The little noticed bills, marked up in the House Judiciary Committee Thursday, would bring additional legal force to the Trump administration’s hardline immigration agenda, which has already seen the pool of individuals prioritized for deportation broadened to include virtually all the country’s 11 million undocumented immigrants.
Spearheaded by Judiciary Committee Chairman Bob Goodlatte (R-Va.), two of the bills pertain to Immigration and Customs Enforcement (ICE) and U.S. Citizenship and Immigration Services (USCIS), laying out new powers and responsibilities for both agencies, while a third, introduced by Goodlatte and Rep. Raúl Labrador (R-Idaho), takes aim at a wide range of issues in immigration enforcement.
That third bill, the “Michael Davis, Jr. and Danny Oliver in Honor of State and Local Law Enforcement Act,” which appeared in a tweeted photo of White House strategist Steve Bannon’s policy agenda, would see immigration violations traditionally treated as civil infractions transformed into criminal violations, punishable by up to 20 years in prison. Speaking before judiciary committee members Thursday, Rep. Jerrold Nadler (D-NY), said the provision would “turn millions of Americans into criminals overnight.” Nadler added that the legislation was “straight out of the Donald Trump mass deportation playbook.”

Brad Schneider (D-IL) noted that under the language of the proposed law recipients of Deferred Action for Childhood Arrivals (DACA) — the Obama-era program currently shielding hundreds of thousands of young people brought to the U.S. as undocumented children from deportation — could be stripped of their protections because they are in the country while knowingly in violation of the law.
“This draconian bill is absolutely wrong,” Schneider said. “DACA recipients are not criminals.”
In addition to radically altering the nature of charges used against undocumented immigrants, and calling for an expansion of federal immigrant detention facilities, the 184-page Davis-Oliver act would codify the Trump administration’s controversial threats to cut Department of Justice and Department of Homeland Security grants to state and local law enforcement agencies that do not comply with federal immigration enforcement initiatives. Under the law, states would also be required to provide DHS a wide range of details on all immigrants who are apprehended and “believed to be inadmissible or deportable,” including that individual’s name, address, photo, and license plate number, as well as other identifying information.

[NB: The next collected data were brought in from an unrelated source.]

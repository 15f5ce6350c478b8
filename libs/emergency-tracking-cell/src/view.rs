use std::cmp::Ordering;

use chrono::{DateTime, Utc};
use serde::Serialize;

use crate::models::{Coordinates, DataSource, EmergencyId, EmergencyRecord, EmergencyStatus, Hospital, LinkHealth};
use crate::services::distance::{distance_km, format_distance, round_to, DistanceUnit};
use crate::services::store::TrackerState;

/// What the host renders for a tracker.
#[derive(Debug, Clone, PartialEq, Serialize)]
#[serde(tag = "state", rename_all = "snake_case")]
pub enum TrackerView {
    Idle,
    Loading { id: EmergencyId },
    Tracking(Box<TrackingDetails>),
}

#[derive(Debug, Clone, PartialEq, Serialize)]
#[serde(rename_all = "camelCase")]
pub struct TrackingDetails {
    pub id: EmergencyId,
    pub status: EmergencyStatus,
    pub status_label: String,
    pub status_message: String,
    pub estimated_arrival_minutes: Option<f64>,
    pub eta_label: Option<String>,
    pub patient_name: String,
    pub emergency_type: String,
    pub priority: String,
    pub created_at: DateTime<Utc>,
    pub requested_at: String,
    pub assigned_hospital: Option<Hospital>,
    pub ambulance: Option<AmbulanceView>,
    pub history: Vec<HistoryItem>,
    pub nearby_hospitals: Vec<NearbyHospital>,
    pub viewer_location: Option<Coordinates>,
    pub can_cancel: bool,
    pub is_tracking: bool,
    pub data_source: Option<DataSource>,
    pub link_health: LinkHealth,
}

#[derive(Debug, Clone, PartialEq, Serialize)]
#[serde(rename_all = "camelCase")]
pub struct AmbulanceView {
    pub id: String,
    pub driver_name: String,
    pub phone: Option<String>,
    pub location: Option<Coordinates>,
    /// Kilometres from the viewer, one decimal.
    pub distance_km: Option<f64>,
}

#[derive(Debug, Clone, PartialEq, Serialize)]
#[serde(rename_all = "camelCase")]
pub struct HistoryItem {
    pub status: EmergencyStatus,
    pub label: String,
    pub timestamp: DateTime<Utc>,
    pub time: String,
}

#[derive(Debug, Clone, PartialEq, Serialize)]
#[serde(rename_all = "camelCase")]
pub struct NearbyHospital {
    #[serde(flatten)]
    pub hospital: Hospital,
    pub distance_km: Option<f64>,
    pub distance_text: Option<String>,
}

impl TrackerView {
    pub fn render(state: &TrackerState) -> Self {
        match (&state.session, &state.record) {
            (_, Some(record)) => TrackerView::Tracking(Box::new(TrackingDetails::render(record, state))),
            (Some(tag), None) => TrackerView::Loading { id: tag.id().clone() },
            (None, None) => TrackerView::Idle,
        }
    }

    pub fn details(&self) -> Option<&TrackingDetails> {
        match self {
            TrackerView::Tracking(details) => Some(&**details),
            _ => None,
        }
    }
}

impl TrackingDetails {
    fn render(record: &EmergencyRecord, state: &TrackerState) -> Self {
        let ambulance = record.ambulance.as_ref().map(|ambulance| AmbulanceView {
            id: ambulance.id.clone(),
            driver_name: ambulance.driver_name.clone(),
            phone: ambulance.phone.clone(),
            location: ambulance.location,
            distance_km: state.ambulance_distance_km.map(|km| round_to(km, 1)),
        });

        let history = record
            .status_history
            .iter()
            .map(|entry| HistoryItem {
                status: entry.status,
                label: entry.status.label(),
                timestamp: entry.timestamp,
                time: format_time(entry.timestamp),
            })
            .collect();

        Self {
            id: record.id.clone(),
            status: record.status,
            status_label: record.status.label(),
            status_message: record.status.message().to_string(),
            estimated_arrival_minutes: record.estimated_arrival_minutes,
            eta_label: record
                .estimated_arrival_minutes
                .map(|minutes| format!("ETA: {} minutes", round_to(minutes, 0))),
            patient_name: record.patient_name.clone(),
            emergency_type: record.emergency_type.clone(),
            priority: record.priority.clone(),
            created_at: record.created_at,
            requested_at: format_time(record.created_at),
            assigned_hospital: record.assigned_hospital.clone(),
            ambulance,
            history,
            nearby_hospitals: sort_by_distance(state.viewer_location, &record.nearby_hospitals),
            viewer_location: state.viewer_location,
            can_cancel: !record.status.is_terminal(),
            is_tracking: record.is_tracking,
            data_source: state.source,
            link_health: state.link_health,
        }
    }
}

fn format_time(timestamp: DateTime<Utc>) -> String {
    timestamp.format("%I:%M %p").to_string()
}

/// Hospitals with a known location first, nearest first; the rest keep their order.
fn sort_by_distance(viewer: Option<Coordinates>, hospitals: &[Hospital]) -> Vec<NearbyHospital> {
    let mut nearby: Vec<NearbyHospital> = hospitals
        .iter()
        .map(|hospital| {
            let distance = match (viewer, hospital.location) {
                (Some(viewer), Some(location)) => Some(distance_km(viewer, location)),
                _ => None,
            };
            NearbyHospital {
                hospital: hospital.clone(),
                distance_km: distance.map(|km| round_to(km, 2)),
                distance_text: distance.map(|km| format_distance(km, DistanceUnit::Kilometers)),
            }
        })
        .collect();

    nearby.sort_by(|a, b| match (a.distance_km, b.distance_km) {
        (Some(x), Some(y)) => x.partial_cmp(&y).unwrap_or(Ordering::Equal),
        (Some(_), None) => Ordering::Less,
        (None, Some(_)) => Ordering::Greater,
        (None, None) => Ordering::Equal,
    });
    nearby
}
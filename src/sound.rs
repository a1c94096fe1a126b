//! Sound notifications: fire-and-forget events the game emits to its host.

use crate::SoundMode;
use std::fmt;
use std::io::Write;
use thiserror::Error;

#[derive(Debug, Clone, Copy, PartialEq, Eq)]
pub enum SoundEvent {
    GameStart,
    LineClear,
    GameOver,
    /// Pause toggled.
    Click,
}

impl SoundEvent {
    pub fn name(self) -> &'static str {
        match self {
            Self::GameStart => "game-start",
            Self::LineClear => "line-clear",
            Self::GameOver => "game-over",
            Self::Click => "click",
        }
    }
}

impl fmt::Display for SoundEvent {
    fn fmt(&self, f: &mut fmt::Formatter<'_>) -> fmt::Result {
        f.write_str(self.name())
    }
}

#[derive(Debug, Error)]
pub enum SoundError {
    #[error("io error: {0}")]
    Io(#[from] std::io::Error),
}

/// Receiver for sound events. Failures are reported but never change game state.
pub trait SoundSink: fmt::Debug {
    fn play(&mut self, event: SoundEvent) -> Result<(), SoundError>;
}

/// Drops every event.
#[derive(Debug, Default)]
pub struct SilentSink;

impl SoundSink for SilentSink {
    fn play(&mut self, _event: SoundEvent) -> Result<(), SoundError> {
        Ok(())
    }
}

/// Records events in the log instead of playing audio.
#[derive(Debug, Default)]
pub struct LogSink;

impl SoundSink for LogSink {
    fn play(&mut self, event: SoundEvent) -> Result<(), SoundError> {
        log::info!("playing sound: {event}");
        Ok(())
    }
}

/// Rings the terminal bell on stderr.
#[derive(Debug, Default)]
pub struct BellSink;

impl SoundSink for BellSink {
    fn play(&mut self, _event: SoundEvent) -> Result<(), SoundError> {
        let mut err = std::io::stderr();
        err.write_all(b"\x07")?;
        err.flush()?;
        Ok(())
    }
}

pub fn sink_for(mode: SoundMode) -> Box<dyn SoundSink> {
    match mode {
        SoundMode::Off => Box::new(SilentSink),
        SoundMode::Log => Box::new(LogSink),
        SoundMode::Bell => Box::new(BellSink),
    }
}
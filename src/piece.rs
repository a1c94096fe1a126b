//! Tetrominoes: base shapes, rotation forms, spawn placement and the piece randomizer.

use crate::Randomizer;
use rand::rngs::StdRng;
use rand::seq::SliceRandom;
use rand::{Rng, SeedableRng};
use std::sync::LazyLock;

/// Locked-block colour identifier, 1..=7 (0 is never stored).
pub type ColorId = u8;

/// Tetromino kinds (I, O, S, Z, J, L, T).
#[derive(Debug, Clone, Copy, PartialEq, Eq, Hash)]
pub enum TetrominoKind {
    I,
    O,
    S,
    Z,
    J,
    L,
    T,
}

impl TetrominoKind {
    pub const ALL: [Self; 7] = [Self::I, Self::O, Self::S, Self::Z, Self::J, Self::L, Self::T];

    /// Fixed colour per kind: I=1, O=2, S=3, Z=4, J=5, L=6, T=7.
    pub fn color_id(self) -> ColorId {
        self.index() as ColorId + 1
    }

    #[inline]
    fn index(self) -> usize {
        match self {
            Self::I => 0,
            Self::O => 1,
            Self::S => 2,
            Self::Z => 3,
            Self::J => 4,
            Self::L => 5,
            Self::T => 6,
        }
    }

    /// Spawn orientation, rows top to bottom.
    fn base_rows(self) -> &'static [&'static [u8]] {
        match self {
            Self::I => &[&[1, 1, 1, 1]],
            Self::O => &[&[1, 1], &[1, 1]],
            Self::S => &[&[0, 1, 1], &[1, 1, 0]],
            Self::Z => &[&[1, 1, 0], &[0, 1, 1]],
            Self::J => &[&[1, 0, 0], &[1, 1, 1]],
            Self::L => &[&[0, 0, 1], &[1, 1, 1]],
            Self::T => &[&[0, 1, 0], &[1, 1, 1]],
        }
    }

    /// Shape after `rotation` clockwise quarter turns.
    pub fn shape(self, rotation: u8) -> &'static Shape {
        &SHAPES[self.index()][(rotation % 4) as usize]
    }
}

/// All four rotation forms of every kind, derived once from the base shapes.
static SHAPES: LazyLock<[[Shape; 4]; 7]> = LazyLock::new(|| {
    std::array::from_fn(|k| {
        let base = Shape::from_rows(TetrominoKind::ALL[k].base_rows());
        let mut forms = [base.clone(), base.clone(), base.clone(), base];
        for r in 1..4 {
            forms[r] = forms[r - 1].rotated_cw();
        }
        forms
    })
});

/// Boolean occupancy matrix in local coordinates.
#[derive(Debug, Clone, PartialEq, Eq)]
pub struct Shape {
    width: usize,
    height: usize,
    filled: Vec<bool>,
}

impl Shape {
    pub fn from_rows(rows: &[&[u8]]) -> Self {
        let height = rows.len();
        let width = rows.first().map_or(0, |r| r.len());
        let filled = rows
            .iter()
            .flat_map(|r| r.iter().map(|&v| v != 0))
            .collect();
        Self {
            width,
            height,
            filled,
        }
    }

    #[inline]
    pub fn width(&self) -> usize {
        self.width
    }

    #[inline]
    pub fn height(&self) -> usize {
        self.height
    }

    #[inline]
    pub fn is_filled(&self, row: usize, col: usize) -> bool {
        row < self.height && col < self.width && self.filled[row * self.width + col]
    }

    /// Filled cells as (row, col) in local coordinates.
    pub fn cells(&self) -> impl Iterator<Item = (usize, usize)> + '_ {
        (0..self.height)
            .flat_map(move |r| (0..self.width).map(move |c| (r, c)))
            .filter(|&(r, c)| self.is_filled(r, c))
    }

    /// Quarter turn clockwise: transpose, then reverse each row.
    pub fn rotated_cw(&self) -> Self {
        let (width, height) = (self.height, self.width);
        let mut filled = Vec::with_capacity(self.filled.len());
        for row in 0..height {
            for col in 0..width {
                filled.push(self.is_filled(self.height - 1 - col, row));
            }
        }
        Self {
            width,
            height,
            filled,
        }
    }
}

/// A tetromino placed on the grid: `(x, y)` anchors the shape's top-left cell.
#[derive(Debug, Clone, Copy, PartialEq, Eq)]
pub struct Piece {
    pub kind: TetrominoKind,
    pub rotation: u8, // 0..4
    pub x: i32,
    pub y: i32,
}

impl Piece {
    pub fn new(kind: TetrominoKind, rotation: u8, x: i32, y: i32) -> Self {
        Self {
            kind,
            rotation: rotation % 4,
            x,
            y,
        }
    }

    /// Horizontally centred on row 0 in spawn orientation.
    pub fn spawn(kind: TetrominoKind, cols: usize) -> Self {
        let width = kind.shape(0).width() as i32;
        Self::new(kind, 0, (cols as i32 - width).div_euclid(2), 0)
    }

    #[inline]
    pub fn shape(&self) -> &'static Shape {
        self.kind.shape(self.rotation)
    }

    #[inline]
    pub fn color_id(&self) -> ColorId {
        self.kind.color_id()
    }

    /// Filled cells as (row, col) in grid coordinates; rows may be negative.
    pub fn cells(&self) -> impl Iterator<Item = (i32, i32)> + '_ {
        self.shape()
            .cells()
            .map(|(r, c)| (self.y + r as i32, self.x + c as i32))
    }

    pub fn shifted(self, dx: i32, dy: i32) -> Self {
        Self {
            x: self.x + dx,
            y: self.y + dy,
            ..self
        }
    }

    /// Same anchor, next clockwise rotation form.
    pub fn rotated_cw(self) -> Self {
        Self {
            rotation: (self.rotation + 1) % 4,
            ..self
        }
    }
}

/// Source of upcoming kinds: uniform draws or a shuffled bag of all seven.
#[derive(Debug, Clone)]
pub struct PieceSource {
    rng: StdRng,
    randomizer: Randomizer,
    bag: Vec<TetrominoKind>,
}

impl PieceSource {
    pub fn new(randomizer: Randomizer, seed: Option<u64>) -> Self {
        let rng = match seed {
            Some(s) => StdRng::seed_from_u64(s),
            None => StdRng::from_entropy(),
        };
        Self {
            rng,
            randomizer,
            bag: Vec::with_capacity(7),
        }
    }

    fn refill(&mut self) {
        let mut all = TetrominoKind::ALL.to_vec();
        all.shuffle(&mut self.rng);
        self.bag.extend(all);
    }

    pub fn next_kind(&mut self) -> TetrominoKind {
        match self.randomizer {
            Randomizer::Uniform => TetrominoKind::ALL[self.rng.gen_range(0..TetrominoKind::ALL.len())],
            Randomizer::Bag => {
                if self.bag.is_empty() {
                    self.refill();
                }
                self.bag.pop().unwrap_or(TetrominoKind::I)
            }
        }
    }
}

The bill echoes Trump’s call to increase ICE’s ranks with the addition of 10,000 new agents, as well as 2,500 new detention officers and 60 new full-time ICE prosecutors. Deportation officers on the ground would inherit new arrest powers under the proposed legislation, including the power to arrest immigrants accused of criminal or civil offenses without a warrant, even if the agency determines those individuals are not “likely to escape before a warrant can be obtained.” Under the bill, those deportation officers would be heavily armed, with each officer issued “high-quality body armor” and “at a minimum, standard-issue handguns, M–4 (or equivalent) rifles, and Tasers.”
To insure state and local authorities are falling in line with federal immigration enforcement objectives, Goodlatte’s ICE authorization bill has called for an “ICE Advisory Council” — a panel that would include members appointed by himself, as chairman of the House Judiciary Committee, the chairman of the Senate Judiciary Committee, ICE’s prosecutors’ union, ICE’s union (which endorsed Trump), and the president himself.
With deep ties to a range of far-right policy organizations, GOP members of the House Judiciary Committee have long been known for their hawkish views on immigration — it was Goodlate’s aides who secretly worked alongside the Trump White House in crafting the executive order banning travelers from seven Muslim majority nations. During Thursday’s mark up, the Republicans defended the proposed legislation on law order and grounds, making the case that all laws surrounding immigration should be equally and aggressively enforced.
Addressing the Davis-Oliver bill in particular, Goodlatte said the legislation, named after a pair of law enforcement officers killed by an undocumented immigrant, “decisively delivers the immigration enforcement tools that ICE, its officers, and all of us need in order to show the obstructionists, the criminal aliens, and all those who benefit from a culture of lawlessness that breaking our immigration laws will no longer be tolerated.”
Immigration advocates and legal experts argue the Republican lawmakers’ “enforcement only” approach reflects a lack of interest in solving complex policy issues and, in doing so, threatens to tear families apart while further ballooning the historic backlog in the nation’s immigration courts.
“These bills constitute an unprecedented ramp up in enforcement,” Greg Chen, director of government relations at the American Immigration Lawyers Association, told The Intercept. “Instead of recognizing that there needs to be a solution that improves the immigration system, these bills fall into line with President Trump’s mass deportation agenda that’s just going to hurt the country and isn’t going to do anything to improve public safety.”
Debate on the proposed bills is scheduled to resume on Tuesday.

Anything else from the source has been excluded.